[Items listed in a dataset]
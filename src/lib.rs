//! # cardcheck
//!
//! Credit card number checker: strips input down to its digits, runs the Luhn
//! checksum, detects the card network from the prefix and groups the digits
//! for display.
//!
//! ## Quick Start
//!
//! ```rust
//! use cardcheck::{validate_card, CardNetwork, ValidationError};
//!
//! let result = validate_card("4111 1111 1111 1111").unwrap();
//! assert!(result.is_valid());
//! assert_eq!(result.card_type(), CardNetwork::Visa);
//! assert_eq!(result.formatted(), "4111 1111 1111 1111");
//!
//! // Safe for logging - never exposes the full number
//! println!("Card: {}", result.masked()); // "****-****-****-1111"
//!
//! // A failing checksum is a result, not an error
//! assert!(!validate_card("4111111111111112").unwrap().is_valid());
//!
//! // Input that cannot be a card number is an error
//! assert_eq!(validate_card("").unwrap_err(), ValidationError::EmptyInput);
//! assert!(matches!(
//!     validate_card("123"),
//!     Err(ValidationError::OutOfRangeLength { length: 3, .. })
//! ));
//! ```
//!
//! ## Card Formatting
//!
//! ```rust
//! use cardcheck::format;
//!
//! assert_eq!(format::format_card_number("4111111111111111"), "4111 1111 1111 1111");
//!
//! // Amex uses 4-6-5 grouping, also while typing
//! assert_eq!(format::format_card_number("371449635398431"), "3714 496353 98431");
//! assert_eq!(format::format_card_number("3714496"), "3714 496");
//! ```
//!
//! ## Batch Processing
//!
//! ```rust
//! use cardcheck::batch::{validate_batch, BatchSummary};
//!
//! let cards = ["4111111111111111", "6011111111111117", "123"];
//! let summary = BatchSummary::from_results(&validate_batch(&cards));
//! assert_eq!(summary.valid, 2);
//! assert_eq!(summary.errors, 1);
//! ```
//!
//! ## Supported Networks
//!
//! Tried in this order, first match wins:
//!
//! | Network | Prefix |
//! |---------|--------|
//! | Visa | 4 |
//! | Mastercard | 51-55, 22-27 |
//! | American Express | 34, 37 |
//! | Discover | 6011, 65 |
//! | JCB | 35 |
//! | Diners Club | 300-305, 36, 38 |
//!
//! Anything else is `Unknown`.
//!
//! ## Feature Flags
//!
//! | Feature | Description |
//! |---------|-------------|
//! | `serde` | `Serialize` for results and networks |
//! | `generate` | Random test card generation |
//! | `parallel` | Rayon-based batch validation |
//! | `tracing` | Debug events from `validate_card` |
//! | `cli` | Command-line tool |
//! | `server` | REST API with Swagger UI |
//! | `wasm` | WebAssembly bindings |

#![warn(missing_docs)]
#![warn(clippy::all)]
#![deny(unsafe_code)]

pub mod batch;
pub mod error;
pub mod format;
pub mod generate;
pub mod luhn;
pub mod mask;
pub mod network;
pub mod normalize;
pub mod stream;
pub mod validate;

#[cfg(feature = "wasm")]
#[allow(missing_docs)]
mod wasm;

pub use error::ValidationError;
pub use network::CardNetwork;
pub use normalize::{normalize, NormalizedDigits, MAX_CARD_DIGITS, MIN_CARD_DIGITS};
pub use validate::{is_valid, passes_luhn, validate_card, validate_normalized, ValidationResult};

...

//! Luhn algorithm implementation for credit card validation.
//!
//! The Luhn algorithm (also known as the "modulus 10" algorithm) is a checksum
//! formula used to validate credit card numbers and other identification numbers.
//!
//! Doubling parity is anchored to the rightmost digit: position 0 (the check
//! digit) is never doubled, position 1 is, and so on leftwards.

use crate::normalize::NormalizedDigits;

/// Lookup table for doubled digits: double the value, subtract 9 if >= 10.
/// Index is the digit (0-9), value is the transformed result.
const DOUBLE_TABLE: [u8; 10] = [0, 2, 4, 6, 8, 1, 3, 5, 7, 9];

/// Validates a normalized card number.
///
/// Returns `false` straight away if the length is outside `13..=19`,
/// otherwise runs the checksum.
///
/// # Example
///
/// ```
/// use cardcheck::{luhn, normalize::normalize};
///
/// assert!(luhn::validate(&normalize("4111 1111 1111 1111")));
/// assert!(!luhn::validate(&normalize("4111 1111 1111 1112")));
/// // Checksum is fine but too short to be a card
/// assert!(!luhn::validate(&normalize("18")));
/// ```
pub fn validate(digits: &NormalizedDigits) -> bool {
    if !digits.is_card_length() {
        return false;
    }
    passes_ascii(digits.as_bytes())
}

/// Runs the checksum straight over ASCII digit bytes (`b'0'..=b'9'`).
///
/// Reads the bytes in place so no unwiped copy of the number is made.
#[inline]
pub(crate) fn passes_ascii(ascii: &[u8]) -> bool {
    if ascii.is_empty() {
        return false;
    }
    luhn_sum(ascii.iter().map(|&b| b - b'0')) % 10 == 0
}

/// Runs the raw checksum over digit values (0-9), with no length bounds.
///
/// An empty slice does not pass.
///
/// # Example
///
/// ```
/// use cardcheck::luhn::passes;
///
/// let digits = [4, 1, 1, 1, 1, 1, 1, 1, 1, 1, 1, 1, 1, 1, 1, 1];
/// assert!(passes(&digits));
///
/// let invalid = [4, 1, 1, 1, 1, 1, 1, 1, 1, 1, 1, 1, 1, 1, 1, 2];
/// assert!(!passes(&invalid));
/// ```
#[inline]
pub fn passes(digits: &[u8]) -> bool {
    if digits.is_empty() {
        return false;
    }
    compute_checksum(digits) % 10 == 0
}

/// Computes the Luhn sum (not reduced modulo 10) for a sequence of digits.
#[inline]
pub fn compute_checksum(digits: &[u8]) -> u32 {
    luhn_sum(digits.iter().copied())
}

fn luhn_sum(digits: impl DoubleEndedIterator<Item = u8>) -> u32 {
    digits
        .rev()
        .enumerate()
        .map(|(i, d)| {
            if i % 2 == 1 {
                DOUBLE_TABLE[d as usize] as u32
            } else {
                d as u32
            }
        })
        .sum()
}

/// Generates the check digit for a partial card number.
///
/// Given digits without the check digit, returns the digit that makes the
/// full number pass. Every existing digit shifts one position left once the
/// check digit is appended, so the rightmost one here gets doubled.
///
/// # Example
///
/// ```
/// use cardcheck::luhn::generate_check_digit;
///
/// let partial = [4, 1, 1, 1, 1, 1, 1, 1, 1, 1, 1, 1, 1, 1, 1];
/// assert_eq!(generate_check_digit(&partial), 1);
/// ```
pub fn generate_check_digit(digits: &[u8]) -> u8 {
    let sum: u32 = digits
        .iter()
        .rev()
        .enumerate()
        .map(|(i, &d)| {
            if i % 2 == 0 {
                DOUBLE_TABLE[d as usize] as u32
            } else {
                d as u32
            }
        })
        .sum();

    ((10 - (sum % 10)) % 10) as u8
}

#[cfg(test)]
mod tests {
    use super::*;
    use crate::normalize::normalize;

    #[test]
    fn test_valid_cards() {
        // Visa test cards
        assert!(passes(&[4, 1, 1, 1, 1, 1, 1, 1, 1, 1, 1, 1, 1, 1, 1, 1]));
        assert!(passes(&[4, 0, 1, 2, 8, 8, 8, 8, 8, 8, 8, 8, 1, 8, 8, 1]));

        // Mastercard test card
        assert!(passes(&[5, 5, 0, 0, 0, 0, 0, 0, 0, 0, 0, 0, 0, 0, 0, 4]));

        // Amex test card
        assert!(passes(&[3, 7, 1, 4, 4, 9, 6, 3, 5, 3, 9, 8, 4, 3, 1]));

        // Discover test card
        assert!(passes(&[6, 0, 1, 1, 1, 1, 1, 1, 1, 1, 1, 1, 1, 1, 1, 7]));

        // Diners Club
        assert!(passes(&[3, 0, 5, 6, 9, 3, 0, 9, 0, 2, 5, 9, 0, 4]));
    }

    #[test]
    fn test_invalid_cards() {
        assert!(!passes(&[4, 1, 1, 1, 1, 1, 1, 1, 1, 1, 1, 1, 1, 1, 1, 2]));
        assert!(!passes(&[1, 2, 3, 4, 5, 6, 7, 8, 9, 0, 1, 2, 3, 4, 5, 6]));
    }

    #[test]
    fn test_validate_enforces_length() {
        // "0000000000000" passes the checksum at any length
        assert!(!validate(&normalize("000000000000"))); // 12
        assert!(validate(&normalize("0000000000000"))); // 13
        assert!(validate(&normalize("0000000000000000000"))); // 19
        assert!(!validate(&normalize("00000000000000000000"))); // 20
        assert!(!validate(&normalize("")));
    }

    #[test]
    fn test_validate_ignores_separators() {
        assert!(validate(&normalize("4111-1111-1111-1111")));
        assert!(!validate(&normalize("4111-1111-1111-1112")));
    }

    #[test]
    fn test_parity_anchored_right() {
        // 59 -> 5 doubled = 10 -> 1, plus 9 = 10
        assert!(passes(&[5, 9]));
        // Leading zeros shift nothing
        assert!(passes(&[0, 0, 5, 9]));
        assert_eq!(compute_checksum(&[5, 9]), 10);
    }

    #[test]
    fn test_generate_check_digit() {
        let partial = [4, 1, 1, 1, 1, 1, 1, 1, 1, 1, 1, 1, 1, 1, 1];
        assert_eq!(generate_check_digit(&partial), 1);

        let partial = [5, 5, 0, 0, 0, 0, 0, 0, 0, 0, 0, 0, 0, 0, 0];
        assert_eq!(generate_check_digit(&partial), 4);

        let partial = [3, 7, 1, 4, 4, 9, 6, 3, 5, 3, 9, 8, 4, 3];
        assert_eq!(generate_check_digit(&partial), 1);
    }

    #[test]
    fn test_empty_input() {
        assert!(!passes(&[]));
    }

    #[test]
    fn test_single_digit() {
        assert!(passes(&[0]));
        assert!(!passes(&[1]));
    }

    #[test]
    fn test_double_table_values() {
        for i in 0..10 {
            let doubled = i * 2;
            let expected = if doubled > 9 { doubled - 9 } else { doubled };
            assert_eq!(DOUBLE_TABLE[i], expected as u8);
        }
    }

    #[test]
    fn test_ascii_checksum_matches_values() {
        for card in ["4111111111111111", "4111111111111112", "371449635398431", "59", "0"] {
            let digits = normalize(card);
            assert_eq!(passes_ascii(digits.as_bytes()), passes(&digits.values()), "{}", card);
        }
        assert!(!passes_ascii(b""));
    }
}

> **The problem**: Looking at the records above, work out how many lines contain "never". Give the number only.

> **Solution to this task**: 2